Friday, December 13, 2019

The Private Life of a Masterpiece

January 31
Paolo Uccello: The Battle of San Romano
Among the greatest of all depictions of battle, these three panels were break throughs in painting technique, so that contemporaries must have viewed them in awe. Also they were the victims of an audacious art crime.

February 7
Leonardo da Vinci: The Last Supper
The story of probably the most renowned painting in the world. The Last Supper revolutionized Western art and its power reverberates to this day in the courts and the bookshops and cinemas. Just how Leonardo Da Vinci broke with traditions in creating his supremely dynamic masterpiece is recounted, together with the tale of his disastrous attempt to use a new technique in wall-painting.


February 14
Rembrandt van Rijn: The Night Watch
Why should a painting of a group of part-time Amsterdam militiamen, dressed up for an occasion that wasn't serious anyway, have become the most revered painting in Holland?

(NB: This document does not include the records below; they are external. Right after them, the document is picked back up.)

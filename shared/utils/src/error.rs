use serde::{Deserialize, Serialize};
use thiserror::Error;

#[derive(Error, Debug, Clone, Serialize, Deserialize)]
pub enum PricebookError {
    #[error("Parse error: {message}")]
    Parse { message: String },

    #[error("Validation error: {field} - {message}")]
    Validation { field: String, message: String },

    #[error("Duplicate part number: {part_number}")]
    DuplicatePartNumber { part_number: String },

    #[error("Configuration error: {message}")]
    Configuration { message: String },

    #[error("Internal server error: {message}")]
    Internal { message: String },
}

impl PricebookError {
    pub fn parse(message: impl Into<String>) -> Self {
        Self::Parse {
            message: message.into(),
        }
    }

    pub fn validation(field: impl Into<String>, message: impl Into<String>) -> Self {
        Self::Validation {
            field: field.into(),
            message: message.into(),
        }
    }

    pub fn duplicate_part_number(part_number: impl Into<String>) -> Self {
        Self::DuplicatePartNumber {
            part_number: part_number.into(),
        }
    }

    pub fn configuration(message: impl Into<String>) -> Self {
        Self::Configuration {
            message: message.into(),
        }
    }

    pub fn internal(message: impl Into<String>) -> Self {
        Self::Internal {
            message: message.into(),
        }
    }

    pub fn error_code(&self) -> &'static str {
        match self {
            Self::Parse { .. } => "PARSE_ERROR",
            Self::Validation { .. } => "VALIDATION_ERROR",
            Self::DuplicatePartNumber { .. } => "DUPLICATE_PART_NUMBER",
            Self::Configuration { .. } => "CONFIGURATION_ERROR",
            Self::Internal { .. } => "INTERNAL_SERVER_ERROR",
        }
    }

    pub fn http_status_code(&self) -> u16 {
        match self {
            Self::Parse { .. } => 400,
            Self::Validation { .. } => 400,
            Self::DuplicatePartNumber { .. } => 409,
            Self::Configuration { .. } => 500,
            Self::Internal { .. } => 500,
        }
    }
}

pub type PricebookResult<T> = Result<T, PricebookError>;

#[derive(Debug, Serialize, Deserialize)]
pub struct ErrorResponse {
    pub error: String,
    pub code: String,
    pub message: String,
    pub details: Option<serde_json::Value>,
}

impl From<PricebookError> for ErrorResponse {
    fn from(error: PricebookError) -> Self {
        Self {
            error: error.to_string(),
            code: error.error_code().to_string(),
            message: error.to_string(),
            details: None,
        }
    }
}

The full story of Rembrandt's masterpiece.

February 21
Johannes Vermeer: The Art of Painting
Of all Vermeer's paintings, it was probably this picture that he held in greatest esteem. It was the painting he used to show off his skills to customers. A customer three centuries after he died was none other than Adolf Hitler

February 28
Francisco Goya: The Third of May 1808
Arguably the most powerful painting about war ever achieved. It portrays the slaughter of civilians after Napoleonic troops entered Madrid in 1808. The programme reveals the historical truths behind the painting and shows exactly how Goya achieved this masterpiece of protest.

March 6
Eugène Delacroix: Liberty Leading the People
The great revolutionary masterpiece, painted by a man who soon complained that revolutions got in the way of dinner parties. Shunned by the government of the day, it has endured to become the symbol of the French republic and an icon of later revolutions.

March 13
Katsushika Hokusai: The Great Wave
Perhaps the most celebrated of all Japanese pictures, the Great Wave's portrayal of a huge wave about to overwhelm three boats was only produced by Hokusai when he was old and broke and needed money badly. A print that cost little more than bowl of noodles to those who first bought it, the image has been hugely influential on later art.

March 20
NO CLASS -- SPRING BREAK

March 27
Édouard Manet: Le déjeuner sur l'herbe
Two men sitting on the grass, with a picnic nearby. They are not looking at a naked woman seated nearby, who stares brazenly out of the canvas at the viewer. In the background a second woman is doing something hard to quite see. Just what is going on? The full story of the painting that many believe is the beginning of modern art.

April 3
James McNeill Whistler: Portrait Of The Artist's Mother
The stark portrait, mainly in greys and black, that James McNeill Whistler painted of his mother is now a picture that is widely lampooned as a portrait of a prim Victorian lady. She is shown smoking reefers, wearing trainers, having a tatoo. But Whistler's approach was revolutionary in its time, wholly departing from the Victorian tradition of sentimental narrative painting. His relationship with his mother was also an intriguing study in contrasts.

April 10
Edvard Munch: The Scream
The Scream tells the life-story of the painting more widely reproduced than any other, even the Mona Lisa. It shows exactly how and why the Norwegian expressionist Edvard Munch arrived at his extraordinary image and how that image of the screaming person has reverberated down the decades to become an icon in modern culture.

April 17
Vincent van Gogh: Sunflowers
Perhaps the most reproduced of all 19th century paintings, The Sunflowers has a story that lies at the crux of the complex relationship between Van Gogh and Paul Gaugin. The programme reveals how Van Gogh started to paint sunflowers soon after he moved from Holland to Paris and how they became the emblem of his embrace of Southern France, warmth and the sun. It looks especially at the 8th of the Sunflower paintings, the one in the National Gallery in London which is arguably the best in the series. It was most admired and desired by Gaugin but denied to him by Van Gogh as their relationship deteriorated.

April 24
Auguste Renoir: Dance at the Moulin de la Galette
This painting was once described as the most beautiful of all the artworks of the 19th century. Certainly it seems the happiest. But beneath renoir's joyful portrayal of working class Parisians at leisure is another, darker story.

May 1
Georges Seurat: A Sunday Afternoon on the Island of La Grande Jatte
A popular masterpiece and yet an enduring enigma. It seems to show a quiet scene in a Paris park but there are hints at the demi-monde, if you know where to look. The most remarkable aspect of this vast canvas however remains Seurat's technique his revolutionary pointillism.

May 8
Gustav Klimt: The Kiss
One of the most sensual of paintings, achieved in the extraordinary intellectual climate of turn of the century Vienna by a male artist of prodigious sexual appetite. Yet it may portray the shift of sexual power towards the female.